# Building up hives in time for almonds - Help!



## westernbeekeeper (May 2, 2012)

Hello all,
I have 20 hives (five 4-way pallets) which I am hitching a ride for on a flatbed truck to the almonds this year. My (big?!) problem is this: I have been running them all as singles for the honey season. The guy I am planning to go with would rather only take doubles. But I only have foundation in deeps to add a second story to them, no drawn comb. We have one more alfalfa flow coming, so do you think they would draw a second deep of foundation on that? Also, six hives swarmed within the last 3-4 weeks. The new queens in those hives are just starting to lay now (keep in mind, still singles). Will they build up in time to leave for the West (3rd week of October)? How should I go about trying to build them up? I am feeding dry pollen sub right now, should I make it patties? Anyway, I apologize if this sounds all jumbled and crazy, but I could really use some sound advice. Please input here. Any and all advice is very appreciated. Thanks in advance!

P.S. Please feel free to ask for clarification on anything!


----------



## RayMarler (Jun 18, 2008)

I would put on the second deep boxes and put in pollen patty between the two boxes, and when you put on the second box, move two frames of brood into the center of the top box. Put a syrup feeder on the top of the top box and keep it full, but only if you don't want to pull off any honey. Keep the pollen patty and syrup on them, you might get them to pull out the boxes before Thanksgiving. Equalize them as needed to keep them all strong enough to keep feeding and drawing out wax. Best of luck to ya.


----------



## JSL (Sep 22, 2007)

Benjamin,

If you are in this for the fun and the experience of it, then what Ray said will give you the best chance. 

If it is about the money, you may want to do the math and consider your time and sugar bill to get that second deep drawn out and filled.

Have fun!
Joe


----------



## jim lyon (Feb 19, 2006)

Ben: I trust you have a good relationship with the person you are turning your bees over to and a plan for caring and feeding them as needed. A dose of reality, if I may. While your bees no doubt look great at the moment, a lot can happen between now and the beginning of the almond bloom. Singles are tricky, getting at least a medium under them and pushing a lot of feed will be mandatory if these bees are going out yet this fall. My experience is that a much higher percentage of hives that have "summered" as singles will shrink below a rentable size than doubles. Do everything in your power to ensure they are returned to you in a timely manner so that you can work and split them as needed. Best of luck to you


----------



## babybee (Mar 23, 2012)

Borrow 20 deeps from the beekeeper you are sending them to and let him split them after the bloom so that you receive back your 20 hives with nice new queens when he brings them back.


----------



## westernbeekeeper (May 2, 2012)

Thanks everyone for everything so far.



JSL said:


> Benjamin,
> 
> If you are in this for the fun and the experience of it, then what Ray said will give you the best chance.
> 
> ...


Joe, please do clarify a little.
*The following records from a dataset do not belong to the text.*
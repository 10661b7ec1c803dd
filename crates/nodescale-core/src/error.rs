//! Error types shared by the nodescale crates.

use thiserror::Error;

pub type IdentityResult<T> = Result<T, IdentityError>;

pub type ConfigResult<T> = Result<T, ConfigError>;

/// A VM or scale set name that matches neither naming family.
#[derive(Debug, Error)]
pub enum IdentityError {
    #[error("unparseable node name {name:?}: {reason}")]
    Unparseable { name: String, reason: String },

    #[error("invalid name pattern: {0}")]
    Pattern(#[from] regex::Error),
}

#[derive(Debug, Error)]
pub enum ConfigError {
    #[error("failed to read config {path}: {source}")]
    Read {
        path: String,
        #[source]
        source: std::io::Error,
    },

    #[error("failed to parse config: {0}")]
    Parse(#[from] toml::de::Error),

    #[error("invalid duration {value:?} for {field}")]
    Duration { field: &'static str, value: String },

    #[error("{field} must be greater than zero")]
    Zero { field: &'static str },
}

#[derive(Debug, Error)]
pub enum SnapshotError {
    #[error("cluster model has neither a nameSuffix nor a masterProfile.dnsPrefix")]
    MissingClusterIdentity,
}
use std::sync::Arc;

use anyhow::Context;
use nodescale_core::ScaleConfig;
use nodescale_engine::{Direction, InventoryExport, PlannedScale, Planner, ScaleRequest};
use nodescale_state::ModelStore;
use tracing::info;

use crate::{OutputFormat, PlanArgs};

pub async fn run(args: PlanArgs) -> anyhow::Result<()> {
    let config = match &args.config {
        Some(path) => ScaleConfig::from_file(path)
            .with_context(|| format!("failed to load config {}", path.display()))?,
        None => ScaleConfig::default(),
    };
    let settings = config.settings()?;

    let inventory = InventoryExport::from_file(&args.inventory)?;
    info!(
        virtual_machines = inventory.virtual_machines.len(),
        scale_sets = inventory.scale_sets.len(),
        "inventory export loaded"
    );

    let planner = Planner::new(Arc::new(inventory), ModelStore::new(&args.api_model))
        .with_settings(settings);
    let request = ScaleRequest {
        pool: args.node_pool,
        desired_count: args.new_node_count,
        subscription_id: String::new(),
        resource_group: args.resource_group,
        location: args.location,
        drain_endpoint: None,
    };

    let planned = planner
        .plan(&request)
        .await
        .with_context(|| format!("failed to plan scale of {}", args.api_model.display()))?;

    match args.format {
        OutputFormat::Json => println!("{}", serde_json::to_string_pretty(&planned.plan)?),
        OutputFormat::Text => print!("{}", format_plan(&planned)),
    }
    Ok(())
}

fn format_plan(planned: &PlannedScale) -> String {
    let plan = &planned.plan;
    let pool = &planned.pool;
    let mut out = format!(
        "Pool {} ({:?}, {:?})\n  current: {}\n  desired: {}\n",
        pool.name,
        pool.aggregation(),
        pool.os_type(),
        plan.current_count,
        plan.desired_count
    );

    match plan.direction {
        Direction::NoOp => out.push_str("  nothing to do\n"),
        Direction::ScaleDown if plan.to_remove.is_empty() => {
            out.push_str(&format!("  shrink scale set to {}\n", plan.template_count));
        }
        Direction::ScaleDown => {
            out.push_str("  drain and delete:\n");
            for vm in &plan.to_remove {
                out.push_str(&format!("    - {vm}\n"));
            }
        }
        Direction::ScaleUp => {
            out.push_str(&format!("  template count: {}\n", plan.template_count));
            if let Some(offset) = plan.index_offset {
                out.push_str(&format!("  new node indices start at: {offset}\n"));
            }
        }
    }
    out
}
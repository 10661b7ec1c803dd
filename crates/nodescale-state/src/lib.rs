//! nodescale-state — the on-disk cluster model.
//!
//! The api model file is the operator's record of the cluster. The scaler
//! reads it once to plan, and after the infrastructure change succeeds it
//! reloads the file fresh and writes back a single field: the scaled
//! pool's count. Writes go through a temp file in the same directory and
//! an atomic rename.

pub mod error;
pub mod store;

pub use error::{ModelError, ModelResult};
pub use store::ModelStore;
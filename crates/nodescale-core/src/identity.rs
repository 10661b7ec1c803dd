//! Node identity parsing.
//!
//! Agent VMs follow one of two naming families:
//!
//! ```text
//! Linux    k8s-{pool}-{suffix:8 hex}-{index}         k8s-agentpool1-1a2b3c4d-3
//! Windows  {suffix:4 hex}{orch:3}{slot:2}{index}     1a2bk8s01012
//! Windows  {suffix:5 hex}{orch:3}9{slot:2}{index}    38988k8s90312  (legacy)
//! ```
//!
//! Nothing in the name itself says which family applies, so the caller
//! passes the image publisher and a case-insensitive match against the
//! Windows Server publisher selects the Windows parser.

use regex::Regex;
use serde::{Deserialize, Serialize};

use crate::error::{IdentityError, IdentityResult};
use crate::model::OsFlavor;

/// Image publisher of Windows Server agent images.
pub const WINDOWS_PUBLISHER: &str = "MicrosoftWindowsServer";

const LINUX_PATTERN: &str = r"^[0-9a-zA-Z]{3}-(.+)-([0-9a-fA-F]{8})-{0,2}([0-9]+)$";
const WINDOWS_PATTERN: &str = r"^([a-fA-F0-9]{4})([0-9a-zA-Z]{3})([0-9]{3,8})$";
const WINDOWS_LEGACY_PATTERN: &str = r"^([a-fA-F0-9]{5})([0-9a-zA-Z]{3})(9)([a-zA-Z0-9]{3,5})$";

/// Structured identity of an agent VM.
#[derive(Debug, Clone, PartialEq, Eq, Serialize, Deserialize)]
pub struct NodeIdentity {
    /// Pool name for Linux names, orchestrator tag (`k8s`) for Windows names.
    pub pool_fragment: String,
    /// The (possibly truncated) cluster name suffix embedded in the name.
    pub suffix_fragment: String,
    pub index: u32,
    pub os: OsFlavor,
    /// Windows only: the pool slot encoded ahead of the node index.
    pub pool_slot: Option<u32>,
}

/// Compiled name patterns. Build once per scan.
#[derive(Debug, Clone)]
pub struct NameParser {
    linux: Regex,
    windows: Regex,
    windows_legacy: Regex,
    windows_publisher: String,
}

impl NameParser {
    pub fn new() -> IdentityResult<Self> {
        Self::with_windows_publisher(WINDOWS_PUBLISHER)
    }

    /// Use a different publisher marker for Windows images.
    pub fn with_windows_publisher(publisher: &str) -> IdentityResult<Self> {
        Ok(Self {
            linux: Regex::new(LINUX_PATTERN)?,
            windows: Regex::new(WINDOWS_PATTERN)?,
            windows_legacy: Regex::new(WINDOWS_LEGACY_PATTERN)?,
            windows_publisher: publisher.to_string(),
        })
    }

    /// Whether an image publisher marks a Windows node.
    pub fn is_windows_publisher(&self, publisher: Option<&str>) -> bool {
        publisher.is_some_and(|p| p.eq_ignore_ascii_case(&self.windows_publisher))
    }

    /// Parse a VM name, picking the naming family from the image publisher.
    pub fn parse(&self, vm_name: &str, publisher: Option<&str>) -> IdentityResult<NodeIdentity> {
        if self.is_windows_publisher(publisher) {
            self.parse_windows(vm_name)
        } else {
            self.parse_linux(vm_name)
        }
    }

    pub fn parse_linux(&self, vm_name: &str) -> IdentityResult<NodeIdentity> {
        let caps = self
            .linux
            .captures(vm_name)
            .ok_or_else(|| unparseable(vm_name, "does not match the Linux naming scheme"))?;

        Ok(NodeIdentity {
            pool_fragment: caps[1].to_string(),
            suffix_fragment: caps[2].to_string(),
            index: parse_number(vm_name, &caps[3])?,
            os: OsFlavor::Linux,
            pool_slot: None,
        })
    }

    pub fn parse_windows(&self, vm_name: &str) -> IdentityResult<NodeIdentity> {
        let (prefix, orch, pool_info) = if let Some(caps) = self.windows.captures(vm_name) {
            (caps[1].to_string(), caps[2].to_string(), caps[3].to_string())
        } else if let Some(caps) = self.windows_legacy.captures(vm_name) {
            (caps[1].to_string(), caps[2].to_string(), caps[4].to_string())
        } else {
            return Err(unparseable(vm_name, "does not match the Windows naming scheme"));
        };

        // Two digits of pool slot, then the node index.
        let (slot, index) = pool_info.split_at(2);

        Ok(NodeIdentity {
            pool_fragment: orch,
            suffix_fragment: prefix,
            index: parse_number(vm_name, index)?,
            os: OsFlavor::Windows,
            pool_slot: Some(parse_number(vm_name, slot)?),
        })
    }
}

fn parse_number(vm_name: &str, digits: &str) -> IdentityResult<u32> {
    digits
        .parse::<u32>()
        .map_err(|e| unparseable(vm_name, &format!("bad numeric part {digits:?}: {e}")))
}

fn unparseable(vm_name: &str, reason: &str) -> IdentityError {
    IdentityError::Unparseable {
        name: vm_name.to_string(),
        reason: reason.to_string(),
    }
}

#[cfg(test)]
mod tests {
    use super::*;

    fn parser() -> NameParser {
        NameParser::new().unwrap()
    }

    #[test]
    fn linux_name_parts() {
        let id = parser().parse("k8s-agentpool1-1a2b3c4d-3", None).unwrap();
        assert_eq!(id.pool_fragment, "agentpool1");
        assert_eq!(id.suffix_fragment, "1a2b3c4d");
        assert_eq!(id.index, 3);
        assert_eq!(id.os, OsFlavor::Linux);
        assert_eq!(id.pool_slot, None);
    }

    #[test]
    fn linux_pool_name_with_dashes() {
        let id = parser().parse("k8s-gpu-pool-12345678-10", None).unwrap();
        assert_eq!(id.pool_fragment, "gpu-pool");
        assert_eq!(id.index, 10);
    }

    #[test]
    fn windows_name_parts() {
        let id = parser()
            .parse("1a2bk8s01012", Some("MicrosoftWindowsServer"))
            .unwrap();
        assert_eq!(id.suffix_fragment, "1a2b");
        assert_eq!(id.pool_fragment, "k8s");
        assert_eq!(id.pool_slot, Some(1));
        assert_eq!(id.index, 12);
        assert_eq!(id.os, OsFlavor::Windows);
    }

    #[test]
    fn windows_legacy_name_parts() {
        let id = parser()
            .parse("38988k8s90312", Some("microsoftwindowsserver"))
            .unwrap();
        assert_eq!(id.suffix_fragment, "38988");
        assert_eq!(id.pool_slot, Some(3));
        assert_eq!(id.index, 12);
    }

    #[test]
    fn publisher_selects_family() {
        // A Linux-shaped name under a Windows publisher is not accepted.
        let err = parser()
            .parse("k8s-agentpool1-1a2b3c4d-3", Some("MicrosoftWindowsServer"))
            .unwrap_err();
        assert!(matches!(err, IdentityError::Unparseable { .. }));

        assert!(parser().parse("k8s-agentpool1-1a2b3c4d-3", Some("Canonical")).is_ok());
    }

    #[test]
    fn malformed_names_fail() {
        let p = parser();
        assert!(p.parse("k8s-master-1a2b3c4d", None).is_err());
        assert!(p.parse("jumpbox", None).is_err());
        assert!(p.parse("k8s-pool-1a2b3c4d-99999999999", None).is_err());
        assert!(p.parse("zzzzk8s010", Some(WINDOWS_PUBLISHER)).is_err());
    }

    #[test]
    fn custom_publisher_marker() {
        let p = NameParser::with_windows_publisher("ContosoWindows").unwrap();
        assert!(p.is_windows_publisher(Some("contosowindows")));
        assert!(!p.is_windows_publisher(Some(WINDOWS_PUBLISHER)));
        assert!(!p.is_windows_publisher(None));
    }
}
Sorry, my slow, overworked brain is at minimal operation just now!


----------



## JRG13 (May 11, 2012)

Rotate comb down into the broodnest to get drawn, a couple frames at a time. The new queens should get the bees drawing nicely if you can keep them laying.


----------



## Chip Euliss (Sep 2, 2010)

I've mostly been sending singles to CA the past few years and have had good luck with them. I feed them syrup 2-3 times and keep the outside feeders full of dry pollen substitute between about now and around Thanksgiving when they ship. The light ones are fed when they hit the ground in CA but not the whole load. Right after the first of the year, they are fed syrup and pollen patties to build them up for almonds. I may have lost a few more singles than doubles in the past but I doubt the difference was statistically significant. That said, I don't disagree with Jim; having someone who knows how to manage singles in CA relieves a lot of stress on my end!


----------



## Makin' Honey (Sep 13, 2010)

I agree with RM to move two frames of brood up into your box of foundation. My opinion is to use wax foundation this time of year. I can not get my bees to pull plastic foundation very well with sugar syrup. I used to keep bees at Scottsbluff, NE, if you are counting on 4th cutting hay to pull foundation before frost the odds are aginst you. Maybe borrow the deeps as suggested or just use your medium honey supers. Just my thoughts........


----------



## RAK (May 2, 2010)

Ben,

We run some singles. We add a new box on top with plastic foundation and some dark combs. We mix it up with the brood and put on 10lbs of sub. You will need a feeder in the top box. Feed them heavy...
You want to maximize the amount of brood as possible because that's what kind of hives you will have in Jan.


----------



## justin (Jun 16, 2007)

are they going down early to a holding yard or are they shipping out in january? if they are going down early i'd follow all the feeding and comb advise, if they are staying home till winter i'd be studying how to run singles, and still feed some.


----------



## RayMarler (Jun 18, 2008)

And yes, as mentioned by RAK, don't put just one pollen patty in, put 3 at a time if you are using purchased already made patties, and check in two weeks to keep well stocked. This is a great video to give you ideas....
https://www.youtube.com/watch?v=ETLi3Jquor4

Keep in mind that was two story hives in mid January!!!


----------



## JSL (Sep 22, 2007)

Benjamin,

I am not trying to discourage you, just suggesting that it may be challenging to get that second deep drawn out and filled in a timely manner. Considering 6 hives recently swarmed, their populations are playing catch up. It will take you a lot of feed and time to get your bees big enough to go west at this point. You may very well get it done, but it is going to cost you some time and money to do it.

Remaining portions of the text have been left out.